I was back in the home town this weekend, as some of you may have heard. Because it is a private family matter, I’m electing not to go in to details.
Instead, I have a HUGE bone to pick with a certain somewhat famous statue featured in my county:
I will admit to being a tad obsessed with all things Lincoln. I dont know when it started or, really, what compels me to study this man. He wasn’t a saint, that’s for sure. But he was a genuinely good guy and a HELL of a politician.As a kid, I loved this statue. I remember driving past it whenever we headed up north. Even now, my trips homeward still have me careening my neck to get a glimpse of it.
However, over the last few years, this Lincoln has become deeply political. The owner of it putting up signs bashing Obama or any democratic movement straight in the hands of someone who many children look up to. I’m not trying to get political here. I know this blog is read by family and friends who span from super libs to super conservartives. And I like it like that. HOWEVER, I cant help but think that placing a sign in an icons hands does anything but tarnish the good will and faith that many see in the image of Lincoln.
To be honest, I dont remember what the sign said last weekend. But, after I read a blog featuring a great Lincoln quote, I am proposing a rewrite of the current sign.
Things may come to those who wait, but only the things left by those who hustle. – Abraham Lincoln
Not only does this apply to our political leanings (dems wanting to pass job bills now while conservs. want to cut spending now- both to get ahead of the European crisis and Chinese boom)… but right now, it’s pretty near and dear to me.
I’m not one to have patience. When I have a task to do that is important to me, I get it done right away. I dont hesitate, and I often wont wait around for others. I jump in, head first, and I correct mistakes when I’m done.
When it came to training for my half, I didn’t worry about being at my ideal racing weight (hell, that’s about 30lbs off). I didn’t care about my lack of leg strength or endurance (I knew both would come with cross and strength training). I just ran. I formulated and followed a plan- along the way learning new things about the sport or about my body’s ability. Now that I’ve crossed the finish line, I’m working on picking up speed and lengthening my endurance.
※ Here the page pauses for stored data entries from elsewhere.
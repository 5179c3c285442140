//! Translation of captured row changes into SQL statements.
//!
//! A change event names a table, an operation and one compact binary payload per affected row.
//! The [`codec`] decodes payloads, [`correlate`] pairs decoded values with columns, [`identity`]
//! resolves how rows are located, [`assemble`] builds statement value vectors and the
//! [`translator`] implementations render them as dialect specific statements with positional
//! parameters. [`registry::TranslatorRegistry`] maps dialect names to translators and
//! [`event::translate_event`] ties everything together.

pub mod assemble;
pub mod codec;
pub mod correlate;
pub mod error;
pub mod event;
pub mod identity;
mod macros;
pub mod registry;
pub mod sql;
#[cfg(any(test, feature = "test-utils"))]
pub mod test_utils;
pub mod translator;
pub mod types;
#[cfg(test)]
mod tests {
    use super::*;
    use crate::identity::{require_identity_columns, resolve_identity_columns};
    use crate::test_utils::payload::{
        handle_payload, pairs_payload, snapshot_update_payload, values_payload,
    };
    use crate::test_utils::table::{composite_key_table, keyless_table, people_table};

    fn names(columns: &[&ColumnMetadata]) -> Vec<String> {
        columns.iter().map(|column| column.name.clone()).collect()
    }

    #[test]
    fn insert_fills_handle_and_defaults() {
        let table = people_table();
        let row = handle_payload(5, &[(2, Cell::from("ann"))]);

        let values = assemble_insert("s", &table, &row).unwrap();
        assert_eq!(values, vec![Cell::I64(5), Cell::from("ann"), Cell::I64(0)]);
    }

    #[test]
    fn insert_follows_declared_order_not_payload_order() {
        let table = composite_key_table();
        let row = handle_payload(
            1,
            &[
                (3, Cell::from("gift")),
                (2, Cell::I64(7)),
                (1, Cell::I64(100)),
            ],
        );

        let values = assemble_insert("s", &table, &row).unwrap();
        assert_eq!(
            values,
            vec![Cell::I64(100), Cell::I64(7), Cell::from("gift")]
        );
    }

    #[test]
    fn insert_with_odd_pairs_is_corruption() {
        let table = people_table();
        let mut row = handle_payload(5, &[(2, Cell::from("ann"))]);
        row.extend(values_payload(&[Cell::I64(3)]));

        let err = assemble_insert("s", &table, &row).unwrap_err();
        assert_eq!(err.kind(), ErrorKind::DecodeCorruption);
    }

    #[test]
    fn insert_with_trailing_bytes_is_corruption() {
        let table = people_table();
        let mut row = handle_payload(5, &[(2, Cell::from("ann")), (3, Cell::I64(1))]);
        row.push(0x00);

        let err = assemble_insert("s", &table, &row).unwrap_err();
        assert_eq!(err.kind(), ErrorKind::DecodeCorruption);
        assert!(err.detail().unwrap().contains("trailing"));
    }

    #[test]
    fn truncated_payload_keeps_table_context() {
        let table = people_table();
        let err = assemble_insert("s", &table, &[0x03, 0x80]).unwrap_err();

        assert_eq!(err.kind(), ErrorKind::DecodeCorruption);
        assert!(err.detail().unwrap().starts_with("Table s.t payload"));

        let source = std::error::Error::source(&err).unwrap();
        assert_eq!(
            source.downcast_ref::<CodecError>(),
            Some(&CodecError::Truncated("int"))
        );
    }

    #[test]
    fn update_with_handle_uses_handle_as_old_value() {
        let table = people_table();
        let identity = require_identity_columns("s", &table).unwrap();
        let row = handle_payload(5, &[(3, Cell::I64(31)), (2, Cell::from("bo"))]);

        let update = assemble_update("s", &table, Some(identity.as_slice()), &row).unwrap();

        assert_eq!(names(&update.assignments.columns), vec!["name", "age"]);
        assert_eq!(
            update.assignments.values,
            vec![Cell::from("bo"), Cell::I64(31)]
        );
        assert_eq!(names(&update.predicate.columns), vec!["id"]);
        assert_eq!(update.predicate.values, vec![Cell::I64(5)]);
    }

    #[test]
    fn update_with_primary_index_uses_payload_values() {
        let table = composite_key_table();
        let identity = require_identity_columns("s", &table).unwrap();
        let row = handle_payload(
            9,
            &[
                (1, Cell::I64(100)),
                (2, Cell::I64(7)),
                (3, Cell::from("late")),
            ],
        );

        let update = assemble_update("s", &table, Some(identity.as_slice()), &row).unwrap();

        assert_eq!(names(&update.predicate.columns), vec!["line", "order_id"]);
        assert_eq!(update.predicate.values, vec![Cell::I64(7), Cell::I64(100)]);
        assert_eq!(update.assignments.len(), 3);
    }

    #[test]
    fn update_without_identity_values_is_missing_identity() {
        let table = composite_key_table();
        let identity = require_identity_columns("s", &table).unwrap();
        let row = handle_payload(9, &[(3, Cell::from("late"))]);

        let err = assemble_update("s", &table, Some(identity.as_slice()), &row).unwrap_err();
        assert_eq!(err.kind(), ErrorKind::MissingIdentity);
    }

    #[test]
    fn update_without_identity_splits_old_and_new_halves() {
        let table = keyless_table();
        assert_eq!(resolve_identity_columns("s", &table).unwrap(), None);

        let row = snapshot_update_payload(
            &[(2, Cell::from("old")), (1, Cell::from("a"))],
            &[(1, Cell::from("a")), (2, Cell::Null)],
        );

        let update = assemble_update("s", &table, None, &row).unwrap();

        assert_eq!(names(&update.predicate.columns), vec!["kind", "body"]);
        assert_eq!(
            update.predicate.values,
            vec![Cell::from("a"), Cell::from("old")]
        );
        assert_eq!(update.assignments.values, vec![Cell::from("a"), Cell::Null]);
    }

    #[test]
    fn update_without_identity_and_odd_pairs_is_corruption() {
        let table = keyless_table();
        let row = pairs_payload(&[
            (1, Cell::from("a")),
            (2, Cell::from("b")),
            (1, Cell::from("c")),
        ]);

        let err = assemble_update("s", &table, None, &row).unwrap_err();
        assert_eq!(err.kind(), ErrorKind::DecodeCorruption);
    }

    #[test]
    fn delete_by_identity_requires_exact_value_count() {
        let table = composite_key_table();
        let identity = require_identity_columns("s", &table).unwrap();

        let row = values_payload(&[Cell::I64(7), Cell::I64(100)]);
        let snapshot = assemble_delete_by_identity("s", &table, &identity, &row).unwrap();
        assert_eq!(names(&snapshot.columns), vec!["line", "order_id"]);
        assert_eq!(snapshot.values, vec![Cell::I64(7), Cell::I64(100)]);

        let row = values_payload(&[Cell::I64(7)]);
        let err = assemble_delete_by_identity("s", &table, &identity, &row).unwrap_err();
        assert_eq!(err.kind(), ErrorKind::DecodeCorruption);

        let row = values_payload(&[Cell::I64(7), Cell::I64(100), Cell::I64(1)]);
        let err = assemble_delete_by_identity("s", &table, &identity, &row).unwrap_err();
        assert_eq!(err.kind(), ErrorKind::DecodeCorruption);
    }

    #[test]
    fn delete_by_columns_uses_present_columns_in_declared_order() {
        let table = people_table();
        let row = pairs_payload(&[(3, Cell::Null), (1, Cell::I64(5))]);

        let snapshot = assemble_delete_by_columns("s", &table, &row).unwrap();
        assert_eq!(names(&snapshot.columns), vec!["id", "age"]);
        assert_eq!(snapshot.values, vec![Cell::I64(5), Cell::Null]);
    }

    #[test]
    fn delete_by_columns_with_odd_pairs_is_corruption() {
        let table = people_table();
        let mut row = pairs_payload(&[(1, Cell::I64(5))]);
        row.extend(values_payload(&[Cell::I64(2)]));

        let err = assemble_delete_by_columns("s", &table, &row).unwrap_err();
        assert_eq!(err.kind(), ErrorKind::DecodeCorruption);
    }

    #[test]
    fn delete_by_row_id_targets_handle() {
        let table = people_table();
        let snapshot = assemble_delete_by_row_id(&table.columns[0], 5);

        assert_eq!(names(&snapshot.columns), vec!["id"]);
        assert_eq!(snapshot.values, vec![Cell::I64(5)]);
    }
}
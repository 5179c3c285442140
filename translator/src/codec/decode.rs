use bigdecimal::BigDecimal;
use byteorder::{BigEndian, ByteOrder};
use chrono::TimeDelta;
use std::str::FromStr;

use crate::codec::{
    BYTES_FLAG, BYTES_GROUP_MARKER, BYTES_GROUP_SIZE, COMPACT_BYTES_FLAG, CodecError, DECIMAL_FLAG,
    DURATION_FLAG, FLOAT_FLAG, INT_FLAG, MAX_VARINT_LEN, NIL_FLAG, SIGN_MASK, UINT_FLAG,
    UVARINT_FLAG, VARINT_FLAG,
};
use crate::types::Cell;

/// Decodes the leading value of `data`.
///
/// Returns the bytes following the value together with the decoded [`Cell`].
pub fn decode_one(data: &[u8]) -> Result<(&[u8], Cell), CodecError> {
    let (&flag, data) = data
        .split_first()
        .ok_or(CodecError::Truncated("value flag"))?;

    match flag {
        NIL_FLAG => Ok((data, Cell::Null)),
        BYTES_FLAG => {
            let (data, bytes) = decode_memcomparable_bytes(data)?;
            Ok((data, Cell::Bytes(bytes)))
        }
        COMPACT_BYTES_FLAG => {
            let (data, bytes) = decode_compact_bytes(data)?;
            Ok((data, Cell::Bytes(bytes.to_vec())))
        }
        INT_FLAG => {
            let (data, value) = decode_comparable_int(data, "int")?;
            Ok((data, Cell::I64(value)))
        }
        UINT_FLAG => {
            let (data, value) = read_u64(data, "uint")?;
            Ok((data, Cell::U64(value)))
        }
        FLOAT_FLAG => {
            let (data, value) = read_u64(data, "float")?;
            Ok((data, Cell::F64(decode_comparable_float(value))))
        }
        DECIMAL_FLAG => {
            let (data, text) = decode_compact_bytes(data)?;
            let text = std::str::from_utf8(text)
                .map_err(|_| CodecError::InvalidDecimal(String::from_utf8_lossy(text).into()))?;
            let value = BigDecimal::from_str(text)
                .map_err(|_| CodecError::InvalidDecimal(text.to_string()))?;
            Ok((data, Cell::Numeric(value)))
        }
        DURATION_FLAG => {
            let (data, nanos) = decode_comparable_int(data, "duration")?;
            Ok((data, Cell::Duration(TimeDelta::nanoseconds(nanos))))
        }
        VARINT_FLAG => {
            let (data, value) = decode_varint(data)?;
            Ok((data, Cell::I64(value)))
        }
        UVARINT_FLAG => {
            let (data, value) = decode_uvarint(data)?;
            Ok((data, Cell::U64(value)))
        }
        other => Err(CodecError::InvalidFlag(other)),
    }
}

/// Decodes values from `data` until `count` values were produced or the input is exhausted.
///
/// Returns the decoded values and the bytes that were not consumed.
pub fn decode_n(mut data: &[u8], count: usize) -> Result<(Vec<Cell>, &[u8]), CodecError> {
    let mut values = Vec::with_capacity(count.min(data.len()));

    while !data.is_empty() && values.len() < count {
        let (remaining, value) = decode_one(data)?;
        values.push(value);
        data = remaining;
    }

    Ok((values, data))
}

fn read_u64<'a>(data: &'a [u8], what: &'static str) -> Result<(&'a [u8], u64), CodecError> {
    if data.len() < 8 {
        return Err(CodecError::Truncated(what));
    }

    Ok((&data[8..], BigEndian::read_u64(&data[..8])))
}

fn decode_comparable_int<'a>(
    data: &'a [u8],
    what: &'static str,
) -> Result<(&'a [u8], i64), CodecError> {
    let (data, value) = read_u64(data, what)?;
    Ok((data, (value ^ SIGN_MASK) as i64))
}

fn decode_comparable_float(mut value: u64) -> f64 {
    if value & SIGN_MASK > 0 {
        value &= !SIGN_MASK;
    } else {
        value = !value;
    }

    f64::from_bits(value)
}

fn decode_uvarint(data: &[u8]) -> Result<(&[u8], u64), CodecError> {
    let mut value: u64 = 0;
    let mut shift = 0;

    for (i, &byte) in data.iter().enumerate() {
        if i == MAX_VARINT_LEN {
            return Err(CodecError::VarintOverflow);
        }

        if byte < 0x80 {
            if i == MAX_VARINT_LEN - 1 && byte > 1 {
                return Err(CodecError::VarintOverflow);
            }

            return Ok((&data[i + 1..], value | (u64::from(byte) << shift)));
        }

        value |= u64::from(byte & 0x7f) << shift;
        shift += 7;
    }

    Err(CodecError::Truncated("varint"))
}

fn decode_varint(data: &[u8]) -> Result<(&[u8], i64), CodecError> {
    let (data, zigzag) = decode_uvarint(data)?;

    let mut value = (zigzag >> 1) as i64;
    if zigzag & 1 != 0 {
        value = !value;
    }

    Ok((data, value))
}

fn decode_compact_bytes(data: &[u8]) -> Result<(&[u8], &[u8]), CodecError> {
    let (data, len) = decode_varint(data)?;
    let len = usize::try_from(len).map_err(|_| CodecError::NegativeLength(len))?;

    if data.len() < len {
        return Err(CodecError::Truncated("compact bytes"));
    }

    Ok((&data[len..], &data[..len]))
}

fn decode_memcomparable_bytes(mut data: &[u8]) -> Result<(&[u8], Vec<u8>), CodecError> {
    let mut bytes = Vec::with_capacity(data.len());

    loop {
        if data.len() < BYTES_GROUP_SIZE + 1 {
            return Err(CodecError::Truncated("bytes group"));
        }

        let group = &data[..BYTES_GROUP_SIZE];
        let marker = data[BYTES_GROUP_SIZE];
        data = &data[BYTES_GROUP_SIZE + 1..];

        let pad_count = usize::from(BYTES_GROUP_MARKER - marker);
        if pad_count > BYTES_GROUP_SIZE {
            return Err(CodecError::InvalidBytesMarker(marker));
        }

        let real_size = BYTES_GROUP_SIZE - pad_count;
        bytes.extend_from_slice(&group[..real_size]);

        if pad_count != 0 {
            // Padding must be all zeroes, anything else means the group was not produced by
            // the encoder.
            if group[real_size..].iter().any(|&byte| byte != 0) {
                return Err(CodecError::InvalidBytesMarker(marker));
            }

            return Ok((data, bytes));
        }
    }
}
Same is true with my school work. I write my papers till I get everything I want said, said. I then go through and add my figures and show my citations. Even with being non-matriculated, I find myself getting my work done, worrying about my GRE and few application bits later on.
Being one who hustles through life does have its pitfalls. My performance review three months ago may have mentioned my awesome time management skills, but my ability to forget to double or triple check my work. In addition, last night, while walking to a bar to watch the Chicago Fire game, SOB and I were having a discussion about regrets. He said something along the lines of, “Well, you wanted to get married when you were college and now you look back and think you were crazy. How do you know that a couple years from now, you wont look back at how you feel about us and not think the same thing?”
I honestly dont know. Life is constantly happening, constantly changing. And I’m always hustling to make up for it. Having one foot in the door while another is crossing the finish line is a daunting task. I rush through many things (often relationships). And I find myself getting wrapped up in it all.
This isn’t my promise that I will slow down. I still believe that Lincoln phrase to be true and a good reminder of the benefits of not procrastinating. I am constantly reminding myself that we all go through life at different speeds and with different abilities. We shouldn’t push or judge. We’ll have regrets about all the things we could have done longer (I could have watched 9 more minutes of 19 Kids and Counting instead of waiting for my late train, for instance). And we will certainly look back at all those things that we rushed through just for the satisfaction of it being done.